Ambos personajes, además, se llevan a matar a lo largo de la cinta, pero, finalmente, se dan cuenta de que son los únicos supervivientes del grupo al que acosa un oficial japonés (por primera vez el cine, y sin esperar a que el gran Eastwood llegase con sus lentas pero buenas “cartas desde Iwo Jima”, mostraba a un japonés no como un descerebrado que da berridos, sino a un tipo inteligente que va cazando poco a poco a todos los miembros del comando, y a los que desmoraliza con unos altavoces que cuelga por toda la selva) De hecho, “Too late the hero” tiene mucho de thriller psicológico en una atmósfera asfixiante como es la selva, como esa Nostromo alienígena. El final es épico y a la vez amargo, y nuestros personajes no comen perdices, sino que se reafirman en lo que pensaban… La guerra, señores, es una puta mierda. Y todo ello en una peli de género, sin necesidad de ir de autor, sin necesidad de que el mensaje supere a la historia.
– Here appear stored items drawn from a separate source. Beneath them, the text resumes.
#[cfg(test)]
mod tests {
    use super::*;
    use crate::component::WidgetKind;
    use serde_json::json;
    use std::collections::HashSet;

    fn button(x: f64, y: f64) -> ComponentInstance {
        ComponentInstance::new(WidgetKind::Button, x, y, 120.0, 40.0)
    }

    #[test]
    fn test_add_component_appends_to_current_page() {
        let mut store = DocumentStore::new();
        let instance = button(10.0, 10.0);
        let id = instance.id.clone();

        store.add_component(instance);

        assert_eq!(store.current_page().unwrap().len(), 1);
        assert!(store.component(&id).is_some());
    }

    #[test]
    fn test_add_component_without_current_page_is_noop() {
        let mut store = DocumentStore::with_pages(Vec::new(), "nowhere");
        store.add_component(button(0.0, 0.0));
        assert!(store.pages().is_empty());
    }

    #[test]
    fn test_update_refreshes_selection_snapshot() {
        let mut store = DocumentStore::new();
        let instance = button(10.0, 10.0);
        let id = instance.id.clone();
        store.add_component(instance.clone());
        store.select_component(Some(instance));

        store.update_component(&id, &ComponentPatch::position(200.0, 300.0));

        let selected = store.selected_component().unwrap();
        assert_eq!((selected.x, selected.y), (200.0, 300.0));
        assert_eq!(selected, store.component(&id).unwrap());
    }

    #[test]
    fn test_update_missing_id_is_noop() {
        let mut store = DocumentStore::new();
        store.add_component(button(10.0, 10.0));
        let before = store.current_page().unwrap().clone();

        store.update_component("missing", &ComponentPatch::position(1.0, 1.0));

        assert_eq!(store.current_page().unwrap(), &before);
    }

    #[test]
    fn test_delete_selected_clears_selection() {
        let mut store = DocumentStore::new();
        let instance = button(0.0, 0.0);
        let id = instance.id.clone();
        store.add_component(instance.clone());
        store.select_component(Some(instance));

        store.delete_component(&id);

        assert!(store.selected_component().is_none());
        assert!(store.component(&id).is_none());
    }

    #[test]
    fn test_delete_other_keeps_selection() {
        let mut store = DocumentStore::new();
        let kept = button(0.0, 0.0);
        let removed = button(50.0, 50.0);
        let removed_id = removed.id.clone();
        store.add_component(kept.clone());
        store.add_component(removed);
        store.select_component(Some(kept.clone()));

        store.delete_component(&removed_id);

        assert_eq!(store.selected_component(), Some(&kept));
    }

    #[test]
    fn test_duplicate_offsets_and_derives_id() {
        let mut store = DocumentStore::new();
        let instance = button(100.0, 100.0);
        let id = instance.id.clone();
        store.add_component(instance);

        store.duplicate_component(&id);

        let page = store.current_page().unwrap();
        assert_eq!(page.len(), 2);
        let copy = page.components.iter().find(|c| c.id != id).unwrap();
        assert!(copy.id.starts_with(&format!("{id}-copy-")));
        assert_eq!((copy.x, copy.y), (120.0, 120.0));
    }

    #[test]
    fn test_ids_stay_unique_across_add_duplicate_paste() {
        let mut store = DocumentStore::new();
        let instance = button(0.0, 0.0);
        let id = instance.id.clone();
        store.add_component(instance);

        for _ in 0..5 {
            store.duplicate_component(&id);
        }
        store.copy_component(&id);
        for _ in 0..5 {
            store.paste_component(10.0, 10.0);
        }

        let ids: Vec<_> = store.current_page().unwrap().component_ids();
        let unique: HashSet<_> = ids.iter().collect();
        assert_eq!(ids.len(), 11);
        assert_eq!(unique.len(), ids.len());
    }

    #[test]
    fn test_rename_sets_name_and_legacy_label() {
        let mut store = DocumentStore::new();
        let instance = button(0.0, 0.0);
        let id = instance.id.clone();
        store.add_component(instance);

        store.rename_component(&id, "Submit");

        let component = store.component(&id).unwrap();
        assert_eq!(component.props.get("name"), Some(&json!("Submit")));
        assert_eq!(component.props.get("label"), Some(&json!("Submit")));
    }

    #[test]
    fn test_reset_preserves_geometry_and_id() {
        let mut store = DocumentStore::new();
        let mut instance = button(30.0, 40.0);
        instance.props.insert("text".into(), json!("hello"));
        instance.style.insert("color".into(), json!("#fff"));
        let id = instance.id.clone();
        store.add_component(instance);

        store.reset_component_state(&id);

        let component = store.component(&id).unwrap();
        assert!(component.props.is_empty());
        assert!(component.style.is_empty());
        assert_eq!((component.x, component.y), (30.0, 40.0));
        assert_eq!((component.width, component.height), (120.0, 40.0));
    }

    #[test]
    fn test_copy_paste_twice_leaves_original_untouched() {
        let mut store = DocumentStore::new();
        let instance = button(10.0, 10.0);
        let id = instance.id.clone();
        store.add_component(instance.clone());

        store.copy_component(&id);
        store.paste_component(200.0, 200.0);
        store.paste_component(200.0, 200.0);

        let page = store.current_page().unwrap();
        assert_eq!(page.len(), 3);
        assert_eq!(store.component(&id), Some(&instance));
        let pasted: Vec<_> = page.components.iter().filter(|c| c.id != id).collect();
        assert_eq!(pasted.len(), 2);
        assert_ne!(pasted[0].id, pasted[1].id);
        for p in pasted {
            assert_eq!((p.x, p.y), (200.0, 200.0));
        }
    }

    #[test]
    fn test_paste_with_empty_clipboard_is_noop() {
        let mut store = DocumentStore::new();
        store.paste_component(10.0, 10.0);
        assert!(store.current_page().unwrap().is_empty());
    }

    #[test]
    fn test_cut_clears_selection_but_does_not_select() {
        let mut store = DocumentStore::new();
        let instance = button(0.0, 0.0);
        let id = instance.id.clone();
        store.add_component(instance.clone());
        store.select_component(Some(instance));

        store.cut_component(&id);

        assert!(store.selected_component().is_none());
        assert!(store.component(&id).is_none());
        assert!(store.has_clipboard());

        store.paste_component(5.0, 5.0);
        // Pasting restores the component under a new id, still unselected.
        assert_eq!(store.current_page().unwrap().len(), 1);
        assert!(store.selected_component().is_none());
    }

    #[test]
    fn test_copy_missing_id_keeps_clipboard() {
        let mut store = DocumentStore::new();
        let instance = button(0.0, 0.0);
        let id = instance.id.clone();
        store.add_component(instance);
        store.copy_component(&id);

        store.copy_component("missing");

        assert!(store.has_clipboard());
        store.paste_component(1.0, 2.0);
        assert_eq!(store.current_page().unwrap().len(), 2);
    }

    #[test]
    fn test_mutations_do_not_touch_other_pages() {
        let mut store = DocumentStore::new();
        let on_first = button(0.0, 0.0);
        let first_id = on_first.id.clone();
        store.add_component(on_first);

        store.add_page(Page::new("page-2", "Second", "/second"));
        store.add_component(button(5.0, 5.0));
        store.delete_component(&first_id);
        store.update_component(&first_id, &ComponentPatch::position(999.0, 999.0));

        // Page 1 still holds its original component, untouched.
        let first_page = store.page("page-1").unwrap();
        assert_eq!(first_page.len(), 1);
        assert_eq!(first_page.component(&first_id).unwrap().x, 0.0);
    }

    #[test]
    fn test_page_switch_clears_selection() {
        let mut store = DocumentStore::new();
        let instance = button(0.0, 0.0);
        store.add_component(instance.clone());
        store.select_component(Some(instance));
        store.add_page(Page::new("page-2", "Second", "/second"));

        store.set_current_page("page-1");
        assert!(store.selected_component().is_none());

        store.set_current_page("missing");
        assert_eq!(store.current_page_id(), "page-1");
    }

    #[test]
    fn test_delete_current_page_falls_back_to_first() {
        let mut store = DocumentStore::new();
        store.add_page(Page::new("page-2", "Second", "/second"));
        assert_eq!(store.current_page_id(), "page-2");

        store.delete_page("page-2");
        assert_eq!(store.current_page_id(), "page-1");
        assert!(store.page("page-2").is_none());
    }

    #[test]
    fn test_duplicate_page_regenerates_component_ids() {
        let mut store = DocumentStore::new();
        let instance = button(0.0, 0.0);
        let id = instance.id.clone();
        store.add_component(instance);

        store.duplicate_page("page-1");

        let copy = store
            .pages()
            .iter()
            .find(|p| p.id.starts_with("page-1-copy-"))
            .unwrap();
        assert_eq!(copy.name, "Home Copy");
        assert_eq!(copy.route, "/-copy");
        assert!(!copy.is_home_page);
        assert_eq!(copy.len(), 1);
        assert_ne!(copy.components[0].id, id);
    }

    #[test]
    fn test_undo_restores_component_list() {
        let mut store = DocumentStore::new();
        store.push_undo();
        let instance = button(0.0, 0.0);
        let id = instance.id.clone();
        store.add_component(instance);

        assert!(store.can_undo());
        assert!(store.undo());
        assert!(store.current_page().unwrap().is_empty());

        assert!(store.can_redo());
        assert!(store.redo());
        assert!(store.component(&id).is_some());
    }

    #[test]
    fn test_new_change_clears_redo() {
        let mut store = DocumentStore::new();
        store.push_undo();
        store.add_component(button(0.0, 0.0));
        store.undo();
        assert!(store.can_redo());

        store.push_undo();
        store.add_component(button(5.0, 5.0));
        assert!(!store.can_redo());
    }

    #[test]
    fn test_undo_on_empty_stack() {
        let mut store = DocumentStore::new();
        assert!(!store.undo());
        assert!(!store.redo());
    }

    #[test]
    fn test_undo_drops_stale_selection() {
        let mut store = DocumentStore::new();
        store.push_undo();
        let instance = button(0.0, 0.0);
        store.add_component(instance.clone());
        store.select_component(Some(instance));

        store.undo();

        assert!(store.selected_component().is_none());
    }

    #[test]
    fn test_grid_settings_update() {
        let mut store = DocumentStore::new();
        store.update_grid_settings(Some(40.0), None);
        assert_eq!(store.settings.grid_size, 40.0);
        assert!(store.settings.snap_to_grid);

        store.update_grid_settings(None, Some(false));
        assert_eq!(store.settings.grid_size, 40.0);
        assert!(!store.settings.snap_to_grid);
    }
}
He elegido esta película para empezar este blog onanista y megalómano del mal porque me gustan las historias de héroes, o mejor anti-héroes, que al fin y al cabo son héroes. Los hay de todos los tipos: héroes por accidente, que están en el lugar equivocado en el peor momento posible; héroes perdedores, a los que el destino elige sin que ellos lo pidan; héroes anónimos, gente corriente que da un paso adelante cuando lo fácil es ir por el sentido contrario; héroes cotidianos, todos aquellos que hacen lo que pueden, y eso ya es ser un héroe, que decía el filósofo; héroes tardíos, con los que ya nadie cuenta. Yo siempre he sido un poco tardío, no digamos ya como héroe, y llego tarde a casi todo lo nuevo, como a estos blogs que hoy proliferan por la Red…, qué cosa esto de la tecnología, oiga.

¿Y de qué se va a componer el susodicho blog? Pues de 101 historias, o puede que más, si no me canso, o me cansan. ¿Y por qué 101 historias? No por una cuestión cabalística, sino porque mola el número, ¿a que sí? Simplemente voy a contar historias que me gustan, a mi manera en plan Sinatra, con cierto toque personal. Muchas tendrán como telón de fondo el cine, o una serie de televisión, o la televisión a secas, que para ello curré en ese medio unos cuantos añitos; otras tantas puede que hable de un libro, o de un cómic. La mayoría de las veces simplemente contaré una historia… mejor, 101 historias.